** Exercise brief **
Write out the records below once more, exactly as they stand.

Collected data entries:
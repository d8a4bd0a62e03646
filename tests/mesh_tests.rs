use approx::assert_relative_eq;
use nalgebra::{Point3, Vector3};
use osteoplan::errors::MeshError;
use osteoplan::mesh::{Mesh, Triangle};
use osteoplan::shapes;

#[test]
fn out_of_range_index_is_rejected() {
    let vertices = vec![
        Point3::new(0.0, 0.0, 0.0),
        Point3::new(1.0, 0.0, 0.0),
        Point3::new(0.0, 1.0, 0.0),
    ];
    let result = Mesh::new(vertices, vec![Triangle::new(0, 1, 3)]);
    assert!(matches!(
        result,
        Err(MeshError::VertexIndexOutOfRange { triangle: 0, vertex: 3, vertex_count: 3 })
    ));
}

#[test]
fn repeated_indices_are_rejected() {
    let vertices = vec![
        Point3::new(0.0, 0.0, 0.0),
        Point3::new(1.0, 0.0, 0.0),
        Point3::new(0.0, 1.0, 0.0),
    ];
    let result = Mesh::new(vertices, vec![Triangle::new(0, 1, 1)]);
    assert!(matches!(result, Err(MeshError::DegenerateTriangle { .. })));
}

#[test]
fn cube_normals_point_outward() {
    let cube = shapes::cube(2.0);
    let centre = cube.bounding_box_centre();
    for t in 0..cube.triangles().len() as u32 {
        let outward = cube.triangle(t).centroid(cube.vertices()) - centre;
        assert!(cube.triangle_normal(t).dot(&outward) > 0.0, "triangle {t}");
    }
    for v in 0..cube.vertices().len() as u32 {
        let outward = cube.vertex(v) - centre;
        assert!(cube.vertex_normal(v).dot(&outward) > 0.0, "vertex {v}");
    }
}

#[test]
fn inverting_flips_every_reported_normal() {
    let mut cube = shapes::cube(1.0);
    let before = cube.vertex_normal(0);
    cube.invert_normal();
    assert_eq!(cube.normal_direction(), -1.0);
    assert_relative_eq!(cube.vertex_normal(0), -before);
    cube.invert_normal();
    assert_eq!(cube.normal_direction(), 1.0);
    assert_relative_eq!(cube.vertex_normal(0), before);
}

#[test]
fn uniform_scale_moves_vertices_and_keeps_normals_unit() {
    let mut cube = shapes::cube(1.0);
    cube.scale_uniform(3.0).unwrap();
    let (mins, maxs) = cube.bounding_box().unwrap();
    assert_eq!(mins, Point3::origin());
    assert_eq!(maxs, Point3::new(3.0, 3.0, 3.0));
    for v in 0..cube.vertices().len() as u32 {
        assert_relative_eq!(cube.vertex_normal(v).norm(), 1.0, epsilon = 1e-9);
    }

    assert!(cube.scale_uniform(0.0).is_err());
    assert!(cube.scale_uniform(-1.0).is_err());
}

#[test]
fn bounding_radius_spans_the_diagonal() {
    let cuboid = shapes::cuboid(2.0, 4.0, 4.0);
    assert_relative_eq!(cuboid.bounding_box_radius(), 3.0, epsilon = 1e-9);
    assert_eq!(cuboid.bounding_box_centre(), Point3::new(1.0, 2.0, 2.0));
}

#[test]
fn connectivity_links_one_ring_neighbours() {
    let cube = shapes::cube(1.0);
    let connectivity = cube.connectivity();
    assert_eq!(connectivity.vertex_count(), 8);

    for v in 0..8u32 {
        // Every corner touches at least its three edge-adjacent corners.
        assert!(connectivity.neighbours(v).len() >= 3);
        assert!(!connectivity.triangles_of(v).is_empty());
        // Adjacency is symmetric.
        for &w in connectivity.neighbours(v) {
            assert!(connectivity.neighbours(w).contains(&v));
        }
        // Incident triangles actually reference the vertex.
        for &t in connectivity.triangles_of(v) {
            assert!(cube.triangle(t).contains(v));
        }
    }
}

#[test]
fn degenerate_triangle_normal_falls_back() {
    let vertices = vec![
        Point3::new(0.0, 0.0, 0.0),
        Point3::new(1.0, 0.0, 0.0),
        Point3::new(2.0, 0.0, 0.0),
    ];
    // Collinear but index-distinct: construction succeeds, the face normal
    // falls back to +Z.
    let mesh = Mesh::new(vertices, vec![Triangle::new(0, 1, 2)]).unwrap();
    assert_eq!(mesh.triangle_normal(0), Vector3::z());
}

** Problem solution **
repository d8a4bd0a62e03646
filename tests/mesh_tests.rs
use approx::assert_relative_eq;
use nalgebra::{Point3, Vector3};
use osteoplan::errors::MeshError;
use osteoplan::mesh::{Mesh, Triangle};
use osteoplan::shapes;

#[test]
fn out_of_range_index_is_rejected() {
    let vertices = vec![
        Point3::new(0.0, 0.0, 0.0),
        Point3::new(1.0, 0.0, 0.0),
        Point3::new(0.0, 1.0, 0.0),
    ];
    let result = Mesh::new(vertices, vec![Triangle::new(0, 1, 3)]);
    assert!(matches!(
        result,
        Err(MeshError::VertexIndexOutOfRange { triangle: 0, vertex: 3, vertex_count: 3 })
    ));
}

#[test]
fn repeated_indices_are_rejected() {
    let vertices = vec![
        Point3::new(0.0, 0.0, 0.0),
        Point3::new(1.0, 0.0, 0.0),
        Point3::new(0.0, 1.0, 0.0),
    ];
    let result = Mesh::new(vertices, vec![Triangle::new(0, 1, 1)]);
    assert!(matches!(result, Err(MeshError::DegenerateTriangle { .. })));
}

#[test]
fn cube_normals_point_outward() {
    let cube = shapes::cube(2.0);
    let centre = cube.bounding_box_centre();
    for t in 0..cube.triangles().len() as u32 {
        let outward = cube.triangle(t).centroid(cube.vertices()) - centre;
        assert!(cube.triangle_normal(t).dot(&outward) > 0.0, "triangle {t}");
    }
    for v in 0..cube.vertices().len() as u32 {
        let outward = cube.vertex(v) - centre;
        assert!(cube.vertex_normal(v).dot(&outward) > 0.0, "vertex {v}");
    }
}

#[test]
fn inverting_flips_every_reported_normal() {
    let mut cube = shapes::cube(1.0);
    let before = cube.vertex_normal(0);
    cube.invert_normal();
    assert_eq!(cube.normal_direction(), -1.0);
    assert_relative_eq!(cube.vertex_normal(0), -before);
    cube.invert_normal();
    assert_eq!(cube.normal_direction(), 1.0);
    assert_relative_eq!(cube.vertex_normal(0), before);
}

#[test]
fn uniform_scale_moves_vertices_and_keeps_normals_unit() {
    let mut cube = shapes::cube(1.0);
    cube.scale_uniform(3.0).unwrap();
    let (mins, maxs) = cube.bounding_box().unwrap();
    assert_eq!(mins, Point3::origin());
    assert_eq!(maxs, Point3::new(3.0, 3.0, 3.0));
    for v in 0..cube.vertices().len() as u32 {
        assert_relative_eq!(cube.vertex_normal(v).norm(), 1.0, epsilon = 1e-9);
    }

    assert!(cube.scale_uniform(0.0).is_err());
    assert!(cube.scale_uniform(-1.0).is_err());
}

#[test]
fn bounding_radius_spans_the_diagonal() {
    let cuboid = shapes::cuboid(2.0, 4.0, 4.0);
    assert_relative_eq!(cuboid.bounding_box_radius(), 3.0, epsilon = 1e-9);
    assert_eq!(cuboid.bounding_box_centre(), Point3::new(1.0, 2.0, 2.0));
}

#[test]
fn connectivity_links_one_ring_neighbours() {
    let cube = shapes::cube(1.0);
    let connectivity = cube.connectivity();
    assert_eq!(connectivity.vertex_count(), 8);

    for v in 0..8u32 {
        // Every corner touches at least its three edge-adjacent corners.
        assert!(connectivity.neighbours(v).len() >= 3);
        assert!(!connectivity.triangles_of(v).is_empty());
        // Adjacency is symmetric.
        for &w in connectivity.neighbours(v) {
            assert!(connectivity.neighbours(w).contains(&v));
        }
        // Incident triangles actually reference the vertex.
        for &t in connectivity.triangles_of(v) {
            assert!(cube.triangle(t).contains(v));
        }
    }
}

#[test]
fn degenerate_triangle_normal_falls_back() {
    let vertices = vec![
        Point3::new(0.0, 0.0, 0.0),
        Point3::new(1.0, 0.0, 0.0),
        Point3::new(2.0, 0.0, 0.0),
    ];
    // Collinear but index-distinct: construction succeeds, the face normal
    // falls back to +Z.
    let mesh = Mesh::new(vertices, vec![Triangle::new(0, 1, 2)]).unwrap();
    assert_eq!(mesh.triangle_normal(0), Vector3::z());
}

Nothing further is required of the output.